Although transfusion rates after open retropubic radical prostatectomy (RRP) are low - 3.4%, and robotic approach dropped the rate even lower to 0.8% [42], in our pilot study to 1.0% [29]. The safety of homologous transfusion has improved over time, but the possibility of having transfusion-related reactions or acquiring transfusion-transmitted diseases still remains [43]. Concerns have been raised about the possible relationship between the administration of blood derivatives and an increased risk of relapse of malignancy and tumor-specific mortality [44, 45]. At this moment, we are aware of only one retrospective study showing a poor correlation between postoperative hemoglobin assessment and transfusion requirement among patients undergoing minimally invasive radical prostatectomy [36]. Prospective data is lacking.

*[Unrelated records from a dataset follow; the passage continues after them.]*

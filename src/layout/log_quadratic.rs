//! A histogram bin layout with a piecewise-quadratic approximation of the logarithm.

use super::{
    calculate_factor_subnormal, calculate_first_normal_index, calculate_offset,
    calculate_sub_normal_idx, calculate_unsigned_value_bits_normal_limit, check_index_range,
    check_log_layout_arguments, check_serial_tag, Layout,
};
use crate::algorithms::scalb;
use crate::errors::{CreationError, DeserializeError, SerializeError};
use crate::bitio::{read_signed_var_int, write_signed_var_int};
use byteorder::{BigEndian, ReadBytesExt, WriteBytesExt};
use serde::{Deserialize, Serialize};
use std::convert::TryFrom;
use std::hash::{Hash, Hasher};
use std::io::{Read, Write};

/// Like [`LogLinearLayout`](super::LogLinearLayout), but the logarithmic regime uses a
/// piecewise-quadratic approximation of `log2`, which hugs the curve closely enough to
/// need roughly half as many bins for the same relative width limit.
#[derive(Debug, Clone, Serialize, Deserialize)]
#[serde(try_from = "LogQuadraticLayoutParams", into = "LogQuadraticLayoutParams")]
pub struct LogQuadraticLayout {
    absolute_bin_width_limit: f64,
    relative_bin_width_limit: f64,
    underflow_bin_index: i32,
    overflow_bin_index: i32,
    // Derived at construction, never serialized.
    factor_normal: f64,
    factor_subnormal: f64,
    offset: f64,
    unsigned_value_bits_normal_limit: u64,
}

#[derive(Serialize, Deserialize, Clone)]
#[serde(rename = "LogQuadraticLayout")]
struct LogQuadraticLayoutParams {
    absolute_bin_width_limit: f64,
    relative_bin_width_limit: f64,
    underflow_bin_index: i32,
    overflow_bin_index: i32,
}

impl LogQuadraticLayout {
    /// Stable 64-bit serial tag of this layout type.
    pub const SERIAL_VERSION: u64 = 0x6a1c_af47_a4bf_51b1;

    /// Creates a layout whose regular bins cover
    /// `[value_range_lower_bound, value_range_upper_bound]` with bins no wider than
    /// `absolute_bin_width_limit` *or* no wider than `relative_bin_width_limit`
    /// relative to their magnitude.
    ///
    /// Returns an error if the limits are not positive finite numbers, the range is
    /// not finite and ordered, or the resulting bin count exceeds the `i32` index
    /// space; see `CreationError`.
    pub fn new(
        absolute_bin_width_limit: f64,
        relative_bin_width_limit: f64,
        value_range_lower_bound: f64,
        value_range_upper_bound: f64,
    ) -> Result<LogQuadraticLayout, CreationError> {
        check_log_layout_arguments(
            absolute_bin_width_limit,
            relative_bin_width_limit,
            value_range_lower_bound,
            value_range_upper_bound,
        )?;
        let first_normal_idx = calculate_first_normal_index(relative_bin_width_limit);
        let factor_normal = calculate_factor_normal(relative_bin_width_limit);
        let factor_subnormal = calculate_factor_subnormal(absolute_bin_width_limit);
        let unsigned_value_bits_normal_limit =
            calculate_unsigned_value_bits_normal_limit(factor_subnormal, first_normal_idx);
        let offset = calculate_offset(
            unsigned_value_bits_normal_limit,
            map_to_bin_index_helper,
            factor_normal,
            first_normal_idx,
        );

        let value_range_lower_bound_bin_index = map_to_bin_index_internal(
            value_range_lower_bound,
            factor_normal,
            factor_subnormal,
            unsigned_value_bits_normal_limit,
            offset,
        );
        let value_range_upper_bound_bin_index = map_to_bin_index_internal(
            value_range_upper_bound,
            factor_normal,
            factor_subnormal,
            unsigned_value_bits_normal_limit,
            offset,
        );
        let (underflow_bin_index, overflow_bin_index) = check_index_range(
            value_range_lower_bound_bin_index,
            value_range_upper_bound_bin_index,
        )?;

        Ok(LogQuadraticLayout {
            absolute_bin_width_limit,
            relative_bin_width_limit,
            underflow_bin_index,
            overflow_bin_index,
            factor_normal,
            factor_subnormal,
            offset,
            unsigned_value_bits_normal_limit,
        })
    }

    fn with_indices(
        absolute_bin_width_limit: f64,
        relative_bin_width_limit: f64,
        underflow_bin_index: i32,
        overflow_bin_index: i32,
    ) -> Result<LogQuadraticLayout, CreationError> {
        check_log_layout_arguments(absolute_bin_width_limit, relative_bin_width_limit, 0.0, 0.0)?;
        if underflow_bin_index >= overflow_bin_index {
            return Err(CreationError::RangeInvalid);
        }
        let first_normal_idx = calculate_first_normal_index(relative_bin_width_limit);
        let factor_normal = calculate_factor_normal(relative_bin_width_limit);
        let factor_subnormal = calculate_factor_subnormal(absolute_bin_width_limit);
        let unsigned_value_bits_normal_limit =
            calculate_unsigned_value_bits_normal_limit(factor_subnormal, first_normal_idx);
        let offset = calculate_offset(
            unsigned_value_bits_normal_limit,
            map_to_bin_index_helper,
            factor_normal,
            first_normal_idx,
        );
        Ok(LogQuadraticLayout {
            absolute_bin_width_limit,
            relative_bin_width_limit,
            underflow_bin_index,
            overflow_bin_index,
            factor_normal,
            factor_subnormal,
            offset,
            unsigned_value_bits_normal_limit,
        })
    }

    /// The configured absolute bin width limit.
    pub fn absolute_bin_width_limit(&self) -> f64 {
        self.absolute_bin_width_limit
    }

    /// The configured relative bin width limit.
    pub fn relative_bin_width_limit(&self) -> f64 {
        self.relative_bin_width_limit
    }

    /// Writes the serial tag and the construction parameters.
    pub fn write<W: Write>(&self, sink: &mut W) -> Result<(), SerializeError> {
        sink.write_u64::<BigEndian>(Self::SERIAL_VERSION)?;
        sink.write_f64::<BigEndian>(self.absolute_bin_width_limit)?;
        sink.write_f64::<BigEndian>(self.relative_bin_width_limit)?;
        write_signed_var_int(sink, self.underflow_bin_index)?;
        write_signed_var_int(sink, self.overflow_bin_index)?;
        Ok(())
    }

    /// Reads a layout written by [`write`](LogQuadraticLayout::write).
    pub fn read<R: Read>(source: &mut R) -> Result<LogQuadraticLayout, DeserializeError> {
        check_serial_tag(source, Self::SERIAL_VERSION)?;
        let absolute_bin_width_limit = source.read_f64::<BigEndian>()?;
        let relative_bin_width_limit = source.read_f64::<BigEndian>()?;
        let underflow_bin_index = read_signed_var_int(source)?;
        let overflow_bin_index = read_signed_var_int(source)?;
        LogQuadraticLayout::with_indices(
            absolute_bin_width_limit,
            relative_bin_width_limit,
            underflow_bin_index,
            overflow_bin_index,
        )
        .map_err(DeserializeError::from)
    }

    fn bin_lower_bound_approximation_helper(&self, abs_bin_index: i32) -> f64 {
        let x = f64::from(abs_bin_index) * self.absolute_bin_width_limit;
        if x < f64::from_bits(self.unsigned_value_bits_normal_limit) {
            x
        } else {
            // Invert s = (m - 1) * (5 - m) + 3 * e for m in [1, 2).
            let s = (f64::from(abs_bin_index) - self.offset) / self.factor_normal;
            let exponent = (s / 3.0).floor() as i32;
            let t = s - 3.0 * f64::from(exponent);
            let mantissa_plus_one = 3.0 - (4.0 - t).sqrt();
            scalb(mantissa_plus_one, exponent - 1023)
        }
    }
}

/// `(m - 1) * (5 - m) + 3 * e` with `m = mantissa_plus_one` and `e` the biased
/// exponent: a monotone piecewise-quadratic function of the unsigned bit pattern that
/// is continuous across octave boundaries and approximates `3 * log2`.
fn map_to_bin_index_helper(unsigned_value_bits: u64) -> f64 {
    let exponent = (unsigned_value_bits >> 52) as i32;
    let mantissa_plus_one =
        f64::from_bits((unsigned_value_bits & 0x000f_ffff_ffff_ffff) | 0x3ff0_0000_0000_0000);
    (mantissa_plus_one - 1.0) * (5.0 - mantissa_plus_one) + 3.0 * f64::from(exponent)
}

fn calculate_factor_normal(relative_bin_width_limit: f64) -> f64 {
    // The quadratic climbs at least 4 index units per factor of two, hence the 1/4.
    0.25 / relative_bin_width_limit.ln_1p()
}

fn map_to_bin_index_internal(
    value: f64,
    factor_normal: f64,
    factor_subnormal: f64,
    unsigned_value_bits_normal_limit: u64,
    offset: f64,
) -> i32 {
    let value_bits = value.to_bits();
    let unsigned_value_bits = value_bits & 0x7fff_ffff_ffff_ffff;
    let idx = if unsigned_value_bits >= unsigned_value_bits_normal_limit {
        (factor_normal * map_to_bin_index_helper(unsigned_value_bits) + offset) as i32
    } else {
        calculate_sub_normal_idx(unsigned_value_bits, factor_subnormal)
    };
    if (value_bits as i64) >= 0 {
        idx
    } else {
        !idx
    }
}

impl Layout for LogQuadraticLayout {
    #[inline]
    fn map_to_bin_index(&self, value: f64) -> i32 {
        map_to_bin_index_internal(
            value,
            self.factor_normal,
            self.factor_subnormal,
            self.unsigned_value_bits_normal_limit,
            self.offset,
        )
    }

    fn underflow_bin_index(&self) -> i32 {
        self.underflow_bin_index
    }

    fn overflow_bin_index(&self) -> i32 {
        self.overflow_bin_index
    }

    fn bin_lower_bound_approximation(&self, bin_index: i32) -> f64 {
        if bin_index >= 0 {
            self.bin_lower_bound_approximation_helper(bin_index)
        } else {
            -self.bin_lower_bound_approximation_helper(-bin_index)
        }
    }
}

impl PartialEq for LogQuadraticLayout {
    fn eq(&self, other: &LogQuadraticLayout) -> bool {
        self.absolute_bin_width_limit.to_bits() == other.absolute_bin_width_limit.to_bits()
            && self.relative_bin_width_limit.to_bits() == other.relative_bin_width_limit.to_bits()
            && self.underflow_bin_index == other.underflow_bin_index
            && self.overflow_bin_index == other.overflow_bin_index
    }
}

impl Eq for LogQuadraticLayout {}

impl Hash for LogQuadraticLayout {
    fn hash<H: Hasher>(&self, state: &mut H) {
        self.absolute_bin_width_limit.to_bits().hash(state);
        self.relative_bin_width_limit.to_bits().hash(state);
        self.underflow_bin_index.hash(state);
        self.overflow_bin_index.hash(state);
    }
}

impl TryFrom<LogQuadraticLayoutParams> for LogQuadraticLayout {
    type Error = CreationError;

    fn try_from(params: LogQuadraticLayoutParams) -> Result<LogQuadraticLayout, CreationError> {
        LogQuadraticLayout::with_indices(
            params.absolute_bin_width_limit,
            params.relative_bin_width_limit,
            params.underflow_bin_index,
            params.overflow_bin_index,
        )
    }
}

impl From<LogQuadraticLayout> for LogQuadraticLayoutParams {
    fn from(layout: LogQuadraticLayout) -> LogQuadraticLayoutParams {
        LogQuadraticLayoutParams {
            absolute_bin_width_limit: layout.absolute_bin_width_limit,
            relative_bin_width_limit: layout.relative_bin_width_limit,
            underflow_bin_index: layout.underflow_bin_index,
            overflow_bin_index: layout.overflow_bin_index,
        }
    }
}
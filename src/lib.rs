//! A streaming histogram for `f64` samples with bounded error, adaptive memory use
//! and a compact binary wire format.
//!
//! Recording a value is a constant-time operation: a *layout* maps the value straight
//! to a bin index by decomposing its IEEE-754 bit pattern, and a bit-packed counter
//! array increments that bin. The layout guarantees a bound on how far any value can
//! sit from its bin — an absolute width limit, a relative width limit, or whichever of
//! the two is easier to meet at that magnitude — so order statistics computed from the
//! bins (ranks, quantiles) inherit a known worst-case error. The exact minimum and
//! maximum are tracked on the side, down to the sign of zero.
//!
//! Counters start at one bit each and widen only when some bin actually exceeds the
//! current range, so sparse and low-count histograms stay small without configuration.
//! The serialization format applies the same thinking to the wire: empty and
//! single-sample histograms take two to ten bytes, and larger ones choose between a
//! dense and a gap-encoded sparse payload, whichever is smaller.
//!
//! # Recording and querying
//!
//! A histogram is created over a layout. [`LogQuadraticLayout`](layout::LogQuadraticLayout)
//! is a good default: close to the smallest possible bin count for a given relative
//! error, at a few arithmetic operations per update.
//!
//! ```
//! use dynahist::layout::LogQuadraticLayout;
//! use dynahist::{DynamicHistogram, Histogram};
//!
//! // Track values between 1 microsecond and 1 hour (in seconds) within 1%.
//! let layout = LogQuadraticLayout::new(1e-6, 1e-2, 0.0, 3600.0).unwrap();
//! let mut histogram = DynamicHistogram::new(layout);
//!
//! histogram.add(0.0034).unwrap();
//! histogram.add(0.0012).unwrap();
//! histogram.add_with_count(0.0090, 3).unwrap();
//!
//! assert_eq!(histogram.total_count(), 5);
//! assert_eq!(histogram.min(), 0.0012);
//! assert_eq!(histogram.max(), 0.0090);
//! let median = histogram.value_at_quantile(0.5).unwrap();
//! assert!(median >= 0.0034 * 0.99 && median <= 0.0090 * 1.01);
//! ```
//!
//! Values outside the layout's chosen range are not lost: they land in the two
//! unbounded underflow/overflow bins, infinities included. Only NaN is rejected.
//!
//! # Representations
//!
//! [`DynamicHistogram`] is the general-purpose representation described above.
//! [`StaticHistogram`] allocates every bin of the layout up front at 64 bits, which
//! wastes memory but never allocates while recording — useful when updates must not
//! stall. [`PreprocessedHistogram`] is an immutable snapshot with cumulative counts:
//! rank and quantile queries cost `O(log N)` instead of a scan, and it is the natural
//! form for analysis after recording has finished. All three answer the same
//! [`Histogram`] query trait and serialize identically.
//!
//! # Merging and serialization
//!
//! Histograms recorded independently (per thread, per host) can be merged:
//! [`MutableHistogram::add_histogram`] is lossless between equal layouts and resamples
//! through estimated values otherwise. The wire format (see the [`serialization`]
//! module) does not embed the layout; producer and consumer agree on it like on any
//! other schema.
//!
//! ```
//! use dynahist::layout::LogQuadraticLayout;
//! use dynahist::{DynamicHistogram, Histogram};
//! use dynahist::serialization;
//!
//! let layout = LogQuadraticLayout::new(1e-6, 1e-2, 0.0, 3600.0).unwrap();
//! let mut recorded = DynamicHistogram::new(layout.clone());
//! for i in 1..=1000 {
//!     recorded.add(f64::from(i) * 1e-3).unwrap();
//! }
//!
//! let mut bytes = Vec::new();
//! recorded.write(&mut bytes).unwrap();
//!
//! let analyzed = serialization::read_as_preprocessed(layout, &mut bytes.as_slice()).unwrap();
//! assert_eq!(analyzed.total_count(), 1000);
//! assert_eq!(analyzed.min(), 0.001);
//! assert_eq!(analyzed.max(), 1.0);
//! ```
//!
//! # Limitations
//!
//! A histogram is single-owner: concurrent updates require external synchronization,
//! and none is provided here. The total count is capped at `i64::MAX`. Index
//! computation uses ordinary `f64` arithmetic, so producers and consumers running on
//! implementations with extended intermediate precision (x87, contracted FMA) could
//! disagree on bin boundaries by one bin in rare cases; IEEE-754 conformant scalar
//! arithmetic is assumed.

#![deny(
    missing_docs,
    trivial_casts,
    trivial_numeric_casts,
    unused_extern_crates,
    unused_import_braces,
    unused_results,
    variant_size_differences
)]

mod algorithms;
pub mod bitio;
pub mod errors;
pub mod estimators;
mod histogram;
pub mod layout;
pub mod serialization;
pub mod store;

pub use errors::*;
pub use histogram::{
    Bin, DynamicHistogram, Histogram, MutableHistogram, NonEmptyBinsAscending,
    NonEmptyBinsDescending, PreprocessedHistogram, StaticHistogram,
};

Radical prostatectomy is associated with a higher risk of thromboembolism. Open radical prostatectomy has a considerably higher risk of thromboembolic events (1.0—15.7%) compared to robotic (0.2–3.7%) and laparoscopic (0.4–6.0%) approaches [46]. Administration of antifibrinolytics, which potentially increase the risk of thromboembolism in laparoscopic surgery for pelvic malignancy, may seem too risky. According to the literature data from recent meta-analyses, no demonstration of an increased risk of thromboembolism following treatment with tranexamic acid was observed [27, 28].

Conclusion

Despite the enormous development in robot-assisted radical prostatectomy over 25 years, improvement is still needed. One possibility is to implement the ERAS (early recovery after surgery) protocol in everyday practice. Each of the original 22 recommendations (for example, preoperative nutritional examination and nutritional preparation, intestinal preparation, fasting time, prevention of thromboembolism, antibiotic prophylaxis, decolonization of the skin, minimally invasive approach, prevention of hypothermia, intestinal prokinetics, etc.) does not significantly improve the postoperative results alone. The prophylactic use of tranexamic acid at the beginning of robotic-assisted prostatectomy could be another piece of this mosaic. Because strategies that lead to small improvements might be meaningful from a system perspective if they can be delivered easily, at low cost, and at a population level ([47].).

Trial status

The RARPEX trial is recruiting patients under protocol version 1.0 since February 24, 2020. The last patient is expected to be recruited by February 1, 2022.